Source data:

//! Cost of a time interval under a facility's pricing policy.
//!
//! Flat policies charge `rate * minutes / 60`. Tiered policies walk the
//! interval tier by tier:
//!
//! - each step takes the FIRST tier (in catalog order) that overlaps the
//!   remaining `[current, end)`, not the cheapest or the earliest-starting;
//! - the step is charged from `current` to `min(end, tier.end)` at that tier's
//!   rate, so uncovered time lying before the matched tier is billed at the
//!   matched tier's rate;
//! - once no tier overlaps the remainder the walk stops and the rest of the
//!   interval is free.
//!
//! The last rule means a booking that falls entirely outside every tier costs
//! nothing. That is the intended gap policy, not an error.

use crate::model::*;

pub fn price(policy: &PricingPolicy, interval: &TimeInterval) -> Cost {
    match policy {
        PricingPolicy::Flat { rate_per_hour } => flat_cost(*rate_per_hour, interval),
        PricingPolicy::Tiered { tiers } => TierWalk::new(tiers, *interval).map(|s| s.cost).sum(),
    }
}

/// Same computation as [`price`], itemized.
pub fn quote(policy: &PricingPolicy, interval: &TimeInterval) -> Quote {
    let segments: Vec<PricedSegment> = match policy {
        PricingPolicy::Flat { rate_per_hour } => vec![PricedSegment {
            interval: *interval,
            rate_per_hour: *rate_per_hour,
            cost: flat_cost(*rate_per_hour, interval),
        }],
        PricingPolicy::Tiered { tiers } => TierWalk::new(tiers, *interval).collect(),
    };
    let total = segments.iter().map(|s| s.cost).sum();
    Quote { total, segments }
}

fn flat_cost(rate_per_hour: f64, interval: &TimeInterval) -> Cost {
    rate_per_hour * interval.duration_minutes() as f64 / 60.0
}

/// Iterator over the steps of the tiered walk.
struct TierWalk<'a> {
    tiers: &'a [RateTier],
    current: Minute,
    end: Minute,
}

impl<'a> TierWalk<'a> {
    fn new(tiers: &'a [RateTier], interval: TimeInterval) -> Self {
        Self {
            tiers,
            current: interval.start,
            end: interval.end,
        }
    }
}

impl Iterator for TierWalk<'_> {
    type Item = PricedSegment;

    fn next(&mut self) -> Option<PricedSegment> {
        if self.current >= self.end {
            return None;
        }
        let (current, end) = (self.current, self.end);
        let tier = self
            .tiers
            .iter()
            .find(|t| current < t.end && end > t.start)?;

        // tier.end > current and end > current, so every step advances.
        let overlap_end = end.min(tier.end);
        debug_assert!(overlap_end > current);
        self.current = overlap_end;

        Some(PricedSegment {
            interval: TimeInterval::new(current, overlap_end),
            rate_per_hour: tier.rate_per_hour,
            cost: tier.rate_per_hour * (overlap_end - current) as f64 / 60.0,
        })
    }
}

#[cfg(test)]
mod tests {
    use super::*;
    use proptest::prelude::*;

    const H: Minute = 60;

    fn tier(start_h: Minute, end_h: Minute, rate: f64) -> RateTier {
        RateTier {
            start: start_h * H,
            end: end_h * H,
            rate_per_hour: rate,
        }
    }

    fn clubhouse() -> PricingPolicy {
        PricingPolicy::Tiered {
            tiers: vec![tier(10, 16, 100.0), tier(16, 22, 500.0)],
        }
    }

    fn hours(start_h: Minute, end_h: Minute) -> TimeInterval {
        TimeInterval::new(start_h * H, end_h * H)
    }

    #[test]
    fn flat_rate_scales_with_duration() {
        let tennis = PricingPolicy::Flat { rate_per_hour: 50.0 };
        assert_eq!(price(&tennis, &hours(16, 20)), 200.0);
        assert_eq!(price(&tennis, &TimeInterval::new(600, 630)), 25.0);
    }

    #[test]
    fn tiered_single_tier_exact() {
        assert_eq!(price(&clubhouse(), &hours(16, 22)), 3000.0);
    }

    #[test]
    fn tiered_spanning_two_tiers() {
        assert_eq!(price(&clubhouse(), &hours(14, 18)), 1200.0);
    }

    #[test]
    fn tiered_trailing_gap_is_free() {
        // 20:00-24:00: two hours at 500, then nothing covers 22:00-24:00.
        assert_eq!(price(&clubhouse(), &hours(20, 24)), 1000.0);
    }

    #[test]
    fn tiered_interval_outside_every_tier_costs_nothing() {
        let policy = PricingPolicy::Tiered {
            tiers: vec![tier(10, 16, 100.0)],
        };
        assert_eq!(price(&policy, &hours(18, 20)), 0.0);
        assert!(quote(&policy, &hours(18, 20)).segments.is_empty());
    }

    #[test]
    fn tiered_leading_gap_billed_at_next_tier_rate() {
        let policy = PricingPolicy::Tiered {
            tiers: vec![tier(10, 16, 100.0)],
        };
        // 08:00-12:00: walk starts at 08:00 and the first match is [10,16).
        assert_eq!(price(&policy, &hours(8, 12)), 400.0);
    }

    #[test]
    fn tiered_inner_gap_billed_at_following_tier() {
        let policy = PricingPolicy::Tiered {
            tiers: vec![tier(8, 10, 10.0), tier(12, 14, 20.0)],
        };
        // 09-10 @10, then 10-14 matched by [12,14) @20.
        let q = quote(&policy, &hours(9, 14));
        assert_eq!(q.segments.len(), 2);
        assert_eq!(q.segments[0].interval, hours(9, 10));
        assert_eq!(q.segments[1].interval, hours(10, 14));
        assert_eq!(q.total, 10.0 + 80.0);
    }

    #[test]
    fn first_matching_tier_wins_over_cheaper_one() {
        // Overlapping tiers are a catalog error, but the walk still must be deterministic.
        let policy = PricingPolicy::Tiered {
            tiers: vec![tier(10, 20, 300.0), tier(10, 20, 1.0)],
        };
        assert_eq!(price(&policy, &hours(12, 14)), 600.0);
    }

    #[test]
    fn tier_order_not_start_order() {
        let policy = PricingPolicy::Tiered {
            tiers: vec![tier(14, 18, 200.0), tier(10, 14, 100.0)],
        };
        // At 12:00 the first tier in sequence overlapping [12,16) is [14,18).
        let q = quote(&policy, &hours(12, 16));
        assert_eq!(q.segments.len(), 1);
        assert_eq!(q.segments[0].rate_per_hour, 200.0);
        assert_eq!(q.total, 800.0);
    }

    #[test]
    fn quote_matches_price_and_itemizes() {
        let q = quote(&clubhouse(), &hours(14, 18));
        assert_eq!(q.total, 1200.0);
        assert_eq!(
            q.segments,
            vec![
                PricedSegment {
                    interval: hours(14, 16),
                    rate_per_hour: 100.0,
                    cost: 200.0
                },
                PricedSegment {
                    interval: hours(16, 18),
                    rate_per_hour: 500.0,
                    cost: 1000.0
                },
            ]
        );
    }

    #[test]
    fn empty_tier_list_is_free() {
        let policy = PricingPolicy::Tiered { tiers: vec![] };
        assert_eq!(price(&policy, &hours(0, 24)), 0.0);
    }

    #[test]
    fn malformed_tier_still_terminates() {
        // start >= end never passes catalog validation; the walk must not spin on it.
        let policy = PricingPolicy::Tiered {
            tiers: vec![RateTier {
                start: 900,
                end: 600,
                rate_per_hour: 60.0,
            }],
        };
        let q = quote(&policy, &TimeInterval::new(500, 1000));
        assert_eq!(q.segments.len(), 1);
        assert_eq!(q.segments[0].interval, TimeInterval::new(500, 600));
    }

    fn interval_strategy() -> impl Strategy<Value = (Minute, Minute, Minute)> {
        (0u32..1438).prop_flat_map(|s| (Just(s), (s + 1)..1439)).prop_flat_map(|(s, m)| (Just(s), Just(m), (m + 1)..=1440))
    }

    proptest! {
        #[test]
        fn flat_is_linear_and_additive((s, m, e) in interval_strategy(), rate in 0.0f64..1000.0) {
            let policy = PricingPolicy::Flat { rate_per_hour: rate };
            let whole = price(&policy, &TimeInterval::new(s, e));
            let expected = rate * (e - s) as f64 / 60.0;
            prop_assert!((whole - expected).abs() < 1e-9);
            let split = price(&policy, &TimeInterval::new(s, m)) + price(&policy, &TimeInterval::new(m, e));
            prop_assert!((whole - split).abs() < 1e-6);
        }

        #[test]
        fn tiered_segments_are_contiguous_and_within_interval((s, _m, e) in interval_strategy()) {
            let q = quote(&clubhouse(), &TimeInterval::new(s, e));
            let mut cursor = s;
            for seg in &q.segments {
                prop_assert_eq!(seg.interval.start, cursor);
                prop_assert!(seg.interval.end <= e);
                prop_assert!(seg.cost >= 0.0);
                cursor = seg.interval.end;
            }
            prop_assert!((q.total - price(&clubhouse(), &TimeInterval::new(s, e))).abs() < 1e-9);
        }
    }
}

#### [Task statement]
Return all lines from the entries that contain the string "matched".

#### [Result for this exercise]
//!   rate, so uncovered time lying before the matched tier is billed at the
//!   matched tier's rate;
        // 09-10 @10, then 10-14 matched by [12,14) @20.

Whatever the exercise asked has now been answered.